-- Exercise data follows --

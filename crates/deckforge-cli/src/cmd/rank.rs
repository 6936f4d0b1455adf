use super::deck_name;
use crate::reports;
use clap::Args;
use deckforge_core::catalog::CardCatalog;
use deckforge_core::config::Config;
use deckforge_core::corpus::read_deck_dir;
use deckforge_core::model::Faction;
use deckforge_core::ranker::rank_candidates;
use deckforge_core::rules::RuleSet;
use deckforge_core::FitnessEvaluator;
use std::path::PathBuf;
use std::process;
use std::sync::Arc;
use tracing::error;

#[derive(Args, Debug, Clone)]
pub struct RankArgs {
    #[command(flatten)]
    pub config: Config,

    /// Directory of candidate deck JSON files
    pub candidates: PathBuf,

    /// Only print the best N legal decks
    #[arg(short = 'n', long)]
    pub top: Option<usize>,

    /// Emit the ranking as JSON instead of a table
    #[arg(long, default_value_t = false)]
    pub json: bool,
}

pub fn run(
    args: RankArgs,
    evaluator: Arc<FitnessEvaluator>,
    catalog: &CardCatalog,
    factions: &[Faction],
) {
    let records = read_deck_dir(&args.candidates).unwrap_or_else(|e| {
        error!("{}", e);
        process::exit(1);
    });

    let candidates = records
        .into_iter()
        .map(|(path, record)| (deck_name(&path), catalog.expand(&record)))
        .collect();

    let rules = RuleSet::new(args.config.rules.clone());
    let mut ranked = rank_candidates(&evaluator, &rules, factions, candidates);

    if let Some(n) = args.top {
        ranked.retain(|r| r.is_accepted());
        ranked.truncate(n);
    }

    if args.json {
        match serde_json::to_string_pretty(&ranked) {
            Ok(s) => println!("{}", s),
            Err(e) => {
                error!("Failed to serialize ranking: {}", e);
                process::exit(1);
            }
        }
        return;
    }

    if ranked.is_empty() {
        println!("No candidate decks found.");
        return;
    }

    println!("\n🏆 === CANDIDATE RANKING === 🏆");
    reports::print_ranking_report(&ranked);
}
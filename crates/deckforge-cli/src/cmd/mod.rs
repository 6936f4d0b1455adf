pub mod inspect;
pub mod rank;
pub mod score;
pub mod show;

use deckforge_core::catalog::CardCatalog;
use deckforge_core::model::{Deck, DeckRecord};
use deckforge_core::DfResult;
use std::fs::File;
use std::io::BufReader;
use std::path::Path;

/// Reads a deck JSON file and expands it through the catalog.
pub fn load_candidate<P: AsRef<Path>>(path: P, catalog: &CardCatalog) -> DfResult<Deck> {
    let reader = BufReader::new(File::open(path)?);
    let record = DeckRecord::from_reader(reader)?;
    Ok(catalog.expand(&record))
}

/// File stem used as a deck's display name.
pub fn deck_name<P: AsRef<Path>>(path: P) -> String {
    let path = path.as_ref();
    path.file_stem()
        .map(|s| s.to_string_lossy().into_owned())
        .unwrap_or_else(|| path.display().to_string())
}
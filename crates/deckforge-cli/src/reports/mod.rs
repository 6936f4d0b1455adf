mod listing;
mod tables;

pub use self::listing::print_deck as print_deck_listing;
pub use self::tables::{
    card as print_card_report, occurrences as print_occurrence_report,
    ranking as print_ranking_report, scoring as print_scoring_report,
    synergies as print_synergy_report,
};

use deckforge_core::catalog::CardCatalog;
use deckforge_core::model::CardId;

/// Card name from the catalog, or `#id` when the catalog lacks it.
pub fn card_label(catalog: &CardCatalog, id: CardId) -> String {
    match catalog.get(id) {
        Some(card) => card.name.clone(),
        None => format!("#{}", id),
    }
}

-- Exercise data concluded --

** Try it **
Each line of the entries above that has the word "rules" is to be copied.

** Response **
use deckforge_core::rules::RuleSet;
    let rules = RuleSet::new(args.config.rules.clone());
    let mut ranked = rank_candidates(&evaluator, &rules, factions, candidates);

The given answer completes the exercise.